#### [WHAT TO PRODUCE]
Looking at the listing below, retype exactly the lines starting at the one containing "pub async fn remove(&self, connection_id: Uuid)" and ending at the one containing "is_subscribed(&self, connection_id: Uuid, group_id: Uuid)", both included, and nothing else.

----------------------------------------

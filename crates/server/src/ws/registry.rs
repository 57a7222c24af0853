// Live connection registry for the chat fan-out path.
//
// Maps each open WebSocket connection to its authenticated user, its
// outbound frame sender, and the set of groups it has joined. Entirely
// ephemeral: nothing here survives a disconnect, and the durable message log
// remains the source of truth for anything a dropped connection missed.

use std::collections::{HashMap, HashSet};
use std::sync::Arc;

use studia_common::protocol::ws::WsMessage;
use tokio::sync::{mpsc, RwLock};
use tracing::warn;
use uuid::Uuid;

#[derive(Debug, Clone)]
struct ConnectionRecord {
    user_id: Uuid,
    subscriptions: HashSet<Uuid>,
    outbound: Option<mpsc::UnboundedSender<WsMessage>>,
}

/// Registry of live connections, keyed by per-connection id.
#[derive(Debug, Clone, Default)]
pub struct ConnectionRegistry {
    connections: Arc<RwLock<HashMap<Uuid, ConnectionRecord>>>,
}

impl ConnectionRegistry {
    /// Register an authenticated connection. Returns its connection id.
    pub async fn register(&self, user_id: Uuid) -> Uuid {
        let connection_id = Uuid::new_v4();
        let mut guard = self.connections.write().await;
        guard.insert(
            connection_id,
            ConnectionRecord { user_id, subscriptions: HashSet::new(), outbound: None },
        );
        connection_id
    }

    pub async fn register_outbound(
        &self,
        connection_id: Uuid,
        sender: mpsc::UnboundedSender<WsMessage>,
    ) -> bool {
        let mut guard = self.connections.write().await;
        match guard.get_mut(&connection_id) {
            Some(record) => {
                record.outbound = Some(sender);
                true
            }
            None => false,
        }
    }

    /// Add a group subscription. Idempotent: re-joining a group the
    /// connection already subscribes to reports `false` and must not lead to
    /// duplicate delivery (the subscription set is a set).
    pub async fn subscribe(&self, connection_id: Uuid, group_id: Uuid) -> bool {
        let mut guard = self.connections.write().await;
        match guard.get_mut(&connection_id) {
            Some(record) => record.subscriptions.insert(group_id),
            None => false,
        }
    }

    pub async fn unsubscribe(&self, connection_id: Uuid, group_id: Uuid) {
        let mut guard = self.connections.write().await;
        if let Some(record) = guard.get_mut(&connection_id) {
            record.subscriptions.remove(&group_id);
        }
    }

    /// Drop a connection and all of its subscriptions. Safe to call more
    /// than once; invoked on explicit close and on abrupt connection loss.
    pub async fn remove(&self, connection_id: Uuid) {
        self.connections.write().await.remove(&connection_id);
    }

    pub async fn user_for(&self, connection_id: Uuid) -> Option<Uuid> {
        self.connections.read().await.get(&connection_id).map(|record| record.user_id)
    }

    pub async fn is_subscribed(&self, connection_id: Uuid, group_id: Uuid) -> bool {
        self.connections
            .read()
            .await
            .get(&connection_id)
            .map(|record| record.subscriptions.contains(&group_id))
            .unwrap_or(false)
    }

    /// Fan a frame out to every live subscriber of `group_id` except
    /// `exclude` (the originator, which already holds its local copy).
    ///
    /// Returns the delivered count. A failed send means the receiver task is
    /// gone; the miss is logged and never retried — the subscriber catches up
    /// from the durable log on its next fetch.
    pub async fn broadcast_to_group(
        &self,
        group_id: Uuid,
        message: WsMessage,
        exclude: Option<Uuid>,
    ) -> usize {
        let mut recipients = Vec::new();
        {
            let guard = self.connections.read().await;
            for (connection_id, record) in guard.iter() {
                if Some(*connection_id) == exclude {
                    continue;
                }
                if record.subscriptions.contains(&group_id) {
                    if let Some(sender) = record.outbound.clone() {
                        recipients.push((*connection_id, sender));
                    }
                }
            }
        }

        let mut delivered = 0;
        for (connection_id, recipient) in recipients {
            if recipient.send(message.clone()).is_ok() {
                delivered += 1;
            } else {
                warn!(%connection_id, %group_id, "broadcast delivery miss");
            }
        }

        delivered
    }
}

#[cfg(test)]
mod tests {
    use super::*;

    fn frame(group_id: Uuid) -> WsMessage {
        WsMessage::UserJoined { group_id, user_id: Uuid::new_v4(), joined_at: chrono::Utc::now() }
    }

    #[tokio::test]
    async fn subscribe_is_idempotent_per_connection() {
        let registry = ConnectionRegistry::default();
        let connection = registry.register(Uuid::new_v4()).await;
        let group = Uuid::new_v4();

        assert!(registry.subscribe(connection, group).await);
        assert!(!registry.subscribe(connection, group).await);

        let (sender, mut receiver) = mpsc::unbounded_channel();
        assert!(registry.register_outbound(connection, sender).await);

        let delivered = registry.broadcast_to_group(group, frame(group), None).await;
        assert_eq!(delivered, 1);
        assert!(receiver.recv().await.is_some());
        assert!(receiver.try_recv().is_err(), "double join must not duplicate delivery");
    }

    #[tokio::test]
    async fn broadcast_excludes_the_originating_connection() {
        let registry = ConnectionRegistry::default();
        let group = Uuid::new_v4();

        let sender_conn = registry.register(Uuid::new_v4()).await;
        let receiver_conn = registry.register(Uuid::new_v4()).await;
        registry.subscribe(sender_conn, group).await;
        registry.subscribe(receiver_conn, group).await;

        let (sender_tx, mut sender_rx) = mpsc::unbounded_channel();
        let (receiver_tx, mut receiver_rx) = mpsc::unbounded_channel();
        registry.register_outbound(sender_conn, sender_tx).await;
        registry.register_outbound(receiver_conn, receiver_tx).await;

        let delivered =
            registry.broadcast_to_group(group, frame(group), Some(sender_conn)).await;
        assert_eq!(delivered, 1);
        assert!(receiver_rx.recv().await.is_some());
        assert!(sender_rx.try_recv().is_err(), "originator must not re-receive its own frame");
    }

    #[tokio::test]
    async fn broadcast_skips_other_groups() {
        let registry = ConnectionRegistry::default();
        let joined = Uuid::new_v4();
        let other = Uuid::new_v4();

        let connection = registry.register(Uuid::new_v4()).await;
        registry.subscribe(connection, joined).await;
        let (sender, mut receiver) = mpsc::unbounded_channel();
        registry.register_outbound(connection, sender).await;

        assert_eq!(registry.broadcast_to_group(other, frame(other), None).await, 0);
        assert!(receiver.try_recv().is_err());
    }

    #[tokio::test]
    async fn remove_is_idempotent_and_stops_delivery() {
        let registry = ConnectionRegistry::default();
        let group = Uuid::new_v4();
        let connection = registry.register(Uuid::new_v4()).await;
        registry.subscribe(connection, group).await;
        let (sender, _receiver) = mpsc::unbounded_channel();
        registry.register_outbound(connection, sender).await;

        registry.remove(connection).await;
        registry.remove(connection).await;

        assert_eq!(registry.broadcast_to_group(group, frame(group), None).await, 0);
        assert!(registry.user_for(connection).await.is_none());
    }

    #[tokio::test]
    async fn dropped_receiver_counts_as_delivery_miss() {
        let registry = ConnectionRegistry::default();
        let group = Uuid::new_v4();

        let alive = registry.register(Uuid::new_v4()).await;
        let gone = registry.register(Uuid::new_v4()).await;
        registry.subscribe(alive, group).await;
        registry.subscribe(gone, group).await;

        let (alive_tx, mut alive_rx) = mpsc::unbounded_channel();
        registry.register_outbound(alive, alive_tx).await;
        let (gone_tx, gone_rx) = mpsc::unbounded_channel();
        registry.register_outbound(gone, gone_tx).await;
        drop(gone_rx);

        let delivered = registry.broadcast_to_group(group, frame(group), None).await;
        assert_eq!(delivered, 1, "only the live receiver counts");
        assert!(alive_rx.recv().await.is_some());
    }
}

----------------------------------------

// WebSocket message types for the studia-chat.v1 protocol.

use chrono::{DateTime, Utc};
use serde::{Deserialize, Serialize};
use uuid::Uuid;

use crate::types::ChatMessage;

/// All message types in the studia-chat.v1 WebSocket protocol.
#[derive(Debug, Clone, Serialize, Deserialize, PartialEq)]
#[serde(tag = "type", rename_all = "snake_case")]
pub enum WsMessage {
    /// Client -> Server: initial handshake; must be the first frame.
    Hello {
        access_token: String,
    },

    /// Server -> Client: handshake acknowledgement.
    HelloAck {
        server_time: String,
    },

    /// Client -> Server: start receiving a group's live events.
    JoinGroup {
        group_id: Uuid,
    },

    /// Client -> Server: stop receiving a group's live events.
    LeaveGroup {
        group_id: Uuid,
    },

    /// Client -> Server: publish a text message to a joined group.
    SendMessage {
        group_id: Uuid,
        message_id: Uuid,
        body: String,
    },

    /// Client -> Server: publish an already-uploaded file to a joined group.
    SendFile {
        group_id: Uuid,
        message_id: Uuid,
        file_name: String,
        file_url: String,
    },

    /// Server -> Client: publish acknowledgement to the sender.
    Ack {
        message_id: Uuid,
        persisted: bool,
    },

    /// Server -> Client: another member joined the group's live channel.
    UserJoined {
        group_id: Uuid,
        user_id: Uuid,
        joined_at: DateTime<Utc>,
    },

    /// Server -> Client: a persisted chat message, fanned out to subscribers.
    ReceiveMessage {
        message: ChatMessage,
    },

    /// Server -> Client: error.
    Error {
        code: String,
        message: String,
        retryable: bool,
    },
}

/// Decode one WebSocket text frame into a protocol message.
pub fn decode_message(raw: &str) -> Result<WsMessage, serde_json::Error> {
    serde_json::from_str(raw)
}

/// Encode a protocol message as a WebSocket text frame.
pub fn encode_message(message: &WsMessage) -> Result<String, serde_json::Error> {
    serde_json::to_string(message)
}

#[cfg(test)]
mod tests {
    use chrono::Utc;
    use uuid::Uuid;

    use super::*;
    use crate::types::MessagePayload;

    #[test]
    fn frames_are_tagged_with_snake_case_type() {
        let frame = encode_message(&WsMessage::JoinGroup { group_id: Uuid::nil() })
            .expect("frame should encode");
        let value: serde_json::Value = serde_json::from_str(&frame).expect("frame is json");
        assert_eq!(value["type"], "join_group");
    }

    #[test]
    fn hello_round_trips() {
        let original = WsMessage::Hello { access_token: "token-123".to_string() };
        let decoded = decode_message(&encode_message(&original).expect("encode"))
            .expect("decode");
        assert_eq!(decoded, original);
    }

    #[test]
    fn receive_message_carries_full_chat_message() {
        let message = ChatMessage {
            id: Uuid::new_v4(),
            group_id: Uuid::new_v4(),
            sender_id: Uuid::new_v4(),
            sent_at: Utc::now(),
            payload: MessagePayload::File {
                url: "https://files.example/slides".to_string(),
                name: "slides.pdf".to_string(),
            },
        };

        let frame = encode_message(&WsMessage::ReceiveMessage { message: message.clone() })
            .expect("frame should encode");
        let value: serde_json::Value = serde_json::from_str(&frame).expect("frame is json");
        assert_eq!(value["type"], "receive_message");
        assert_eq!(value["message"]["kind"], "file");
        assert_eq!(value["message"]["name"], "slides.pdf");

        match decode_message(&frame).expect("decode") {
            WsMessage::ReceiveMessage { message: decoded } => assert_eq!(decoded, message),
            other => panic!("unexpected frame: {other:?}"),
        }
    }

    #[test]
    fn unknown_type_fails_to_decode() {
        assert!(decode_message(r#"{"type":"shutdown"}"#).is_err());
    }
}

----------------------------------------

#### [OUTPUT OF THE TASK]
    pub async fn remove(&self, connection_id: Uuid) {
        self.connections.write().await.remove(&connection_id);
    }

    pub async fn user_for(&self, connection_id: Uuid) -> Option<Uuid> {
        self.connections.read().await.get(&connection_id).map(|record| record.user_id)
    }

    pub async fn is_subscribed(&self, connection_id: Uuid, group_id: Uuid) -> bool {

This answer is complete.